Sketch compression

Abstract

In the rapidly evolving field of digital art and animation, traditional sketching techniques often rely on pixel-based methods, leading to less meaningful representations. This dissertation aims to transform this paradigm by rigorously investigating the efficacy of autoencoders for vector sketch compression. We conducted experiments using two distinct neural network architectures: Long Short-Term Memory (LSTM) and Transformer-based autoencoders. The Transformer model, which has significantly impacted the field of sequence-to-sequence tasks, especially in natural language processing, serves as a focal point of our study. Our experiment aims to answer a compelling question: Can these impressive results be replicated in the domain of vector sketch compression? The answer is a resounding yes. The Transformer model not only excelled in reconstructing sketches but also simplified the strokes and enhanced the overall quality of the sketch, achieving an impressive 85.03% classification accuracy.
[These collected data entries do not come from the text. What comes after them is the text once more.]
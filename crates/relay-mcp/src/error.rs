use thiserror::Error;

/// Raised by C6/C8 pre-flight when an MCP server requires OAuth the caller
/// hasn't completed yet (spec §4.4, §4.6, §7).
#[derive(Debug, Error, Clone, PartialEq, Eq)]
#[error("auth required for server {server_name}")]
pub struct AuthRequiredError {
    pub server_name: String,
    pub auth_server: String,
    pub scopes: Vec<String>,
}

#[derive(Debug, Error)]
pub enum McpError {
    #[error("invalid server config: {0}")]
    InvalidConfig(String),

    #[error("transport error: {0}")]
    Transport(String),

    #[error(transparent)]
    AuthRequired(#[from] AuthRequiredError),

    #[error("mcp session expired")]
    SessionExpired,

    #[error("tool call failed: {0}")]
    ToolCallFailed(String),

    #[error("storage error: {0}")]
    Storage(#[from] relay_storage::StorageError),

    #[error("oauth error: {0}")]
    OAuth(#[from] relay_oauth::OAuthError),

    #[error("http error: {0}")]
    Http(#[from] reqwest::Error),
}

pub type McpResult<T> = Result<T, McpError>;

pub fn auth_required(server_name: &str, auth_server: &str, scopes: &[String]) -> AuthRequiredError {
    AuthRequiredError {
        server_name: server_name.to_string(),
        auth_server: auth_server.to_string(),
        scopes: scopes.to_vec(),
    }
}

/// Aggregates multiple per-server `AuthRequiredError`s raised during C8
/// preflight into the single `AuthChallengeResponse` the orchestrator needs.
pub fn aggregate_auth_required(errors: Vec<AuthRequiredError>) -> Vec<relay_core::signal::AuthChallenge> {
    errors
        .into_iter()
        .map(|e| relay_core::signal::AuthChallenge {
            server_name: e.server_name,
            auth_server: e.auth_server,
            scopes: e.scopes,
            auth_url: String::new(),
        })
        .collect()
}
The LSTM model, known for its ability to capture temporal dependencies, served as our baseline, achieving a classification accuracy of 56.139% on a pre-trained classifier. Our findings strongly advocate for the adoption of Transformer-based models in vector sketch compression, offering a more compact and semantically rich representation. The LSTM model’s respectable performance also suggests its potential utility in less complex scenarios. Overall, this study opens new avenues for research in digital art, particularly in optimizing Transformer architectures for sketch compression.